Restate the listing below with no word altered.

▶ _Supplied material_:
-=-=-

// apps/order_admin/src/web/mod.rs

pub mod handlers;
pub mod routes;

pub use routes::configure_app_routes;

-=-=-

▶ _Exercise solution_:
// apps/order_admin/src/web/mod.rs

pub mod handlers;
pub mod routes;

pub use routes::configure_app_routes;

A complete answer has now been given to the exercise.